Fundada por Lauro de Souza Carvalho na década de 1920, a empresa evoluiu de um pequeno comércio de roupas no centro da cidade para um grande empreendimento no varejo, com foco no crédito ao consumidor. Desde os anos 1930, a loja divulgava a possibilidade de compra parcelada, enfatizando sua patente registrada. A estratégia de oferecer crédito acessível foi central para consolidar a fama do estabelecimento, que se posicionou como o “magazine do coração da cidade”, na movimentada Avenida Rio Branco, cercada por bancos, cinemas e escritórios.
O sistema de crediário se aprofundou na rotina de inúmeras famílias cariocas, consolidando-se como uma prática comum.

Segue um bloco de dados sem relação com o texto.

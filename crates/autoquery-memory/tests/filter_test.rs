mod common;

use autoquery::{
    AutoQueryConfig, DataError, Operator, QueryExpression, RequestContext,
};
use common::*;
use serde_json::json;
use std::collections::HashMap;
use std::sync::{Arc, Mutex};

fn tenant_filter(expr: &mut QueryExpression, ctx: &RequestContext) -> autoquery::Result<()> {
    let tenant = ctx
        .tenant_id
        .as_deref()
        .ok_or_else(|| DataError::invalid_argument("tenant required"))?;
    expr.and("Genre", Operator::Equals, json!(tenant))?;
    Ok(())
}

#[tokio::test]
async fn test_query_filters_run_in_registration_order() {
    let calls = Arc::new(Mutex::new(Vec::new()));
    let first = calls.clone();
    let second = calls.clone();

    let source = Arc::new(memory_source());
    let autoquery = builder(AutoQueryConfig::default(), source)
        .register_query_filter::<QueryRockstars, _>(
            move |expr: &mut QueryExpression, _: &QueryRockstars, _: &RequestContext| {
                first.lock().unwrap().push(("first", expr.conditions.len()));
                expr.and("Age", Operator::GreaterOrEqual, json!(44))?;
                Ok(())
            },
        )
        .register_query_filter::<QueryRockstars, _>(
            move |expr: &mut QueryExpression, _: &QueryRockstars, _: &RequestContext| {
                second.lock().unwrap().push(("second", expr.conditions.len()));
                Ok(())
            },
        )
        .build()
        .unwrap();

    let dto = QueryRockstars {
        age_older_than: Some(27),
        ..Default::default()
    };
    let response = autoquery
        .query(&dto, &HashMap::new(), &RequestContext::new())
        .await
        .unwrap();

    assert_eq!(*calls.lock().unwrap(), vec![("first", 1), ("second", 2)]);
    assert_eq!(ids(&response.results, |r| r.id), vec![5, 6, 7]);
}

#[tokio::test]
async fn test_filter_receives_typed_request() {
    let source = Arc::new(memory_source());
    let autoquery = builder(AutoQueryConfig::default(), source)
        .register_query_filter::<QueryRockstars, _>(
            |expr: &mut QueryExpression, dto: &QueryRockstars, _: &RequestContext| {
                if dto.id.is_none() {
                    expr.and("LastName", Operator::NotEqual, json!("Presley"))?;
                }
                Ok(())
            },
        )
        .build()
        .unwrap();

    let response = autoquery
        .query(
            &QueryRockstars::default(),
            &HashMap::new(),
            &RequestContext::new(),
        )
        .await
        .unwrap();

    assert_eq!(response.total, 6);
}

#[tokio::test]
async fn test_paging_set_by_filter_orders_by_primary_key() {
    let source = Arc::new(memory_source());
    let autoquery = builder(AutoQueryConfig::default(), source)
        .register_query_filter::<QueryRockstarsAny, _>(
            |expr: &mut QueryExpression, _: &QueryRockstarsAny, _: &RequestContext| {
                expr.take(2);
                Ok(())
            },
        )
        .build()
        .unwrap();

    let expr = autoquery
        .create_query(
            &QueryRockstarsAny::default(),
            &HashMap::new(),
            &RequestContext::new(),
        )
        .unwrap();

    assert_eq!(expr.take, Some(2));
    assert_eq!(expr.order_by.len(), 1);
    assert_eq!(expr.order_by[0].field.field, "Id");
}

#[tokio::test]
async fn test_marker_filter_scopes_by_tenant() {
    let source = Arc::new(memory_source());
    let autoquery = builder(AutoQueryConfig::default(), source)
        .register_marker_filter(TENANT_MARKER, tenant_filter)
        .build()
        .unwrap();

    let ctx = RequestContext::new().with_tenant("Rock");
    let response = autoquery
        .query(&QueryTenantAlbums::default(), &HashMap::new(), &ctx)
        .await
        .unwrap();
    assert_eq!(ids(&response.results, |r| r.id), vec![1, 2, 5]);

    let dto = QueryTenantAlbums {
        name_contains: Some("electric".to_string()),
        ..Default::default()
    };
    let response = autoquery.query(&dto, &HashMap::new(), &ctx).await.unwrap();
    assert_eq!(ids(&response.results, |r| r.id), vec![1]);
}

#[tokio::test]
async fn test_filter_error_aborts_the_query() {
    let source = Arc::new(memory_source());
    let autoquery = builder(AutoQueryConfig::default(), source)
        .register_marker_filter(TENANT_MARKER, tenant_filter)
        .build()
        .unwrap();

    let err = autoquery
        .query(
            &QueryTenantAlbums::default(),
            &HashMap::new(),
            &RequestContext::new(),
        )
        .await
        .unwrap_err();

    assert!(matches!(err, DataError::InvalidArgument(_)));
}

#[tokio::test]
async fn test_marker_filter_does_not_touch_other_requests() {
    let source = Arc::new(memory_source());
    let autoquery = builder(AutoQueryConfig::default(), source)
        .register_marker_filter(TENANT_MARKER, tenant_filter)
        .build()
        .unwrap();

    // No tenant on the context, but QueryRockstars carries no marker
    let response = autoquery
        .query(
            &QueryRockstars::default(),
            &HashMap::new(),
            &RequestContext::new(),
        )
        .await
        .unwrap();
    assert_eq!(response.total, 7);
}

#[tokio::test]
async fn test_filter_for_unknown_marker_fails_build() {
    let source = Arc::new(memory_source());
    let result = builder(AutoQueryConfig::default(), source)
        .register_marker_filter("Unused", |_: &mut QueryExpression, _: &RequestContext| Ok(()))
        .build();

    assert!(matches!(result, Err(DataError::InvalidConfiguration(_))));
}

Anúncios da época ressaltavam a facilidade de adquirir bens com o Carnê Girafa, uma marca que se tornou símbolo do negócio. Além da publicidade, a loja adotou medidas para aprimorar sua gestão de crédito, participando de iniciativas como o Clube de Diretores Lojistas do Rio de Janeiro, que visava profissionalizar as operações de financiamento ao consumidor.
Lauro Carvalho também buscou inovações internacionais, realizando viagens aos Estados Unidos para acompanhar tendências de publicidade e organização de grandes lojas americanas, além de adquirir referências de moda na Europa. Essas ações impulsionaram a produção própria e a participação na consolidação do setor de vestuário no Brasil, promovendo a indústria de roupas prontas e eletrodomésticos no mercado nacional.

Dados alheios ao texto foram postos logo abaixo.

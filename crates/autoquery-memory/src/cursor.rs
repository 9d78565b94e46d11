use autoquery::{DataRow, Result};
use futures::Stream;
use std::pin::Pin;
use std::sync::atomic::{AtomicUsize, Ordering};
use std::sync::Arc;
use std::task::{Context, Poll};
use tracing::debug;

/// Forward-only cursor over an in-memory result set.
///
/// Counts itself in `open` while alive, so callers can verify that abandoned
/// streams release their cursor.
pub struct Cursor {
    rows: Box<dyn Iterator<Item = DataRow> + Send>,
    open: Arc<AtomicUsize>,
    model: &'static str,
}

impl Cursor {
    pub fn new(
        model: &'static str,
        rows: impl Iterator<Item = DataRow> + Send + 'static,
        open: Arc<AtomicUsize>,
    ) -> Self {
        open.fetch_add(1, Ordering::SeqCst);
        debug!("Opened cursor over {}", model);
        Self {
            rows: Box::new(rows),
            open,
            model,
        }
    }
}

impl Stream for Cursor {
    type Item = Result<DataRow>;

    fn poll_next(mut self: Pin<&mut Self>, _cx: &mut Context<'_>) -> Poll<Option<Self::Item>> {
        Poll::Ready(self.rows.next().map(Ok))
    }
}

impl Drop for Cursor {
    fn drop(&mut self) {
        self.open.fetch_sub(1, Ordering::SeqCst);
        debug!("Released cursor over {}", self.model);
    }
}
use crate::convention::QueryField;
use crate::expression::Term;
use crate::join::JoinDecl;
use crate::types::DatasetSchema;
use serde::de::DeserializeOwned;
use serde::{Deserialize, Serialize};

/// A queryable model backed by a data source
pub trait Model: Serialize + DeserializeOwned + Send + Sync + 'static {
    /// Name used for joins (`{Model}Id`) and for field aliases (`{Model}{Field}`)
    fn model_name() -> &'static str;

    /// Ordered field definitions and primary key
    fn schema() -> DatasetSchema;
}

/// Erased name and schema of a [`Model`]
#[derive(Debug, Clone)]
pub struct ModelInfo {
    pub name: &'static str,
    pub schema: DatasetSchema,
}

impl ModelInfo {
    pub fn of<M: Model>() -> Self {
        Self {
            name: M::model_name(),
            schema: M::schema(),
        }
    }
}

/// Paging, ordering, projection and aggregate options shared by every request.
///
/// Flatten it into a request type with `#[serde(flatten)]`.
#[derive(Debug, Clone, Default, Serialize, Deserialize)]
#[serde(rename_all = "PascalCase")]
pub struct QueryBase {
    #[serde(default, skip_serializing_if = "Option::is_none")]
    pub skip: Option<usize>,
    #[serde(default, skip_serializing_if = "Option::is_none")]
    pub take: Option<usize>,
    /// Comma separated columns, `-Column` for descending
    #[serde(default, skip_serializing_if = "Option::is_none")]
    pub order_by: Option<String>,
    /// Comma separated columns sorted descending
    #[serde(default, skip_serializing_if = "Option::is_none")]
    pub order_by_desc: Option<String>,
    /// Comma separated columns to project
    #[serde(default, skip_serializing_if = "Option::is_none")]
    pub fields: Option<String>,
    /// Comma separated aggregates, e.g. `Total, COUNT(*), MAX(Age) as Oldest`
    #[serde(default, skip_serializing_if = "Option::is_none")]
    pub include: Option<String>,
}

impl QueryBase {
    pub fn with_skip(mut self, skip: usize) -> Self {
        self.skip = Some(skip);
        self
    }

    pub fn with_take(mut self, take: usize) -> Self {
        self.take = Some(take);
        self
    }

    pub fn with_order_by(mut self, order_by: impl Into<String>) -> Self {
        self.order_by = Some(order_by.into());
        self
    }

    pub fn with_order_by_desc(mut self, order_by_desc: impl Into<String>) -> Self {
        self.order_by_desc = Some(order_by_desc.into());
        self
    }

    pub fn with_fields(mut self, fields: impl Into<String>) -> Self {
        self.fields = Some(fields.into());
        self
    }

    pub fn with_include(mut self, include: impl Into<String>) -> Self {
        self.include = Some(include.into());
        self
    }
}

/// A typed, declarative query request.
///
/// Property names and their declaration order are read once, at registration,
/// by serializing `Self::default()`. Every serialized property that is not on
/// the ignore list is resolved against `From` (and joined models) by explicit
/// [`QueryField`] metadata or by naming convention.
pub trait QueryRequest: Serialize + Default + Send + Sync + 'static {
    /// Model queried by this request
    type From: Model;

    /// Shape each result row is projected into
    type Into: DeserializeOwned + Serialize + Send + 'static;

    fn base(&self) -> &QueryBase;

    /// Explicit per-property metadata, overriding conventions
    fn query_fields() -> Vec<QueryField> {
        Vec::new()
    }

    fn joins() -> Vec<JoinDecl> {
        Vec::new()
    }

    /// Shared marker names used to target filters at a family of requests
    fn markers() -> &'static [&'static str] {
        &[]
    }

    /// Term used by properties without an explicit term
    fn default_term() -> Term {
        Term::And
    }
}
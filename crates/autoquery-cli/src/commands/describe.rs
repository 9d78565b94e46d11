use crate::models::{Rockstar, RockstarAlbum};
use autoquery::{DatasetSchema, Model};
use clap::Args;
use colored::Colorize;

#[derive(Args)]
pub struct DescribeCommand {
    /// Print the schemas as JSON
    #[arg(long)]
    pub json: bool,
}

fn schemas() -> Vec<(&'static str, DatasetSchema)> {
    vec![
        (Rockstar::model_name(), Rockstar::schema()),
        (RockstarAlbum::model_name(), RockstarAlbum::schema()),
    ]
}

impl DescribeCommand {
    pub fn execute(self) -> anyhow::Result<()> {
        if self.json {
            let document: serde_json::Map<String, serde_json::Value> = schemas()
                .into_iter()
                .map(|(name, schema)| -> anyhow::Result<(String, serde_json::Value)> {
                    Ok((name.to_string(), serde_json::to_value(schema)?))
                })
                .collect::<anyhow::Result<_>>()?;
            println!("{}", serde_json::to_string_pretty(&document)?);
            return Ok(());
        }

        for (name, schema) in schemas() {
            println!("{}", name.bright_white().bold());
            for field in &schema.fields {
                let marker = if schema.primary_key_field() == Some(field.name.as_str()) {
                    " (primary key)".bright_yellow().to_string()
                } else {
                    String::new()
                };
                let nullable = if field.nullable { "?" } else { "" };
                println!(
                    "  {} {}{}{}",
                    field.name.bright_cyan(),
                    field.field_type,
                    nullable,
                    marker
                );
            }
            println!();
        }
        Ok(())
    }
}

A loja sofreu um grande incêndio em 1947, mas sua expansão continuou, incluindo unidades em bairros suburbanos, como Madureira, onde passou a atender consumidores de diferentes classes sociais. Com o passar do tempo, a diversificação de produtos — de roupas a bens duráveis — refletiu a crescente importância do crédito na rotina de compra.
A influência da marca também se manifestou em campanhas de forte apelo popular, como o concurso para a “Canção do Rapaz Direito”. Em 1961, a adoção de tecnologias como o sistema IBM 1401 sinalizou a modernização da gestão de crédito, consolidando a loja como referência no segmento.
Nos anos 1970, a imagem da girafa se tornou um ícone cultural, com o Carnê Girafa adquirindo notoriedade em campanhas publicitárias, promoções, programas de televisão e até expressões populares. A estratégia de fidelização e publicidade manteve a marca relevante por décadas, mesmo após a perda de destaque físico nas fachadas.
Porém, após a morte de Lauro de Souza Carvalho em 1970, a empresa passou por reestruturações que culminaram na incorporação da marca e de suas operações ao se grupo Bemoreira-Ducal. Nos anos seguintes, o conglomerado enfrentou dificuldades financeiras, culminando na sua liquidação extrajudicial na década de 1970, encerrando uma trajetória de sucesso construída há mais de cinquenta anos.
Hoje, as lojas físicas da antiga rede não existem mais no centro do Rio, e o nome da empresa é pouco lembrado entre as gerações mais novas. No entanto, a ideia de crédito a prazo, amplamente difundida e consolidada no Brasil, tem raízes profundas na história de A Exposição. A marca deixou de existir, mas sua contribuição para a transformação do comércio nacional permanece presente na memória coletiva de um país que aprendeu, de modo pioneiro, a comprar e pagar parcelado.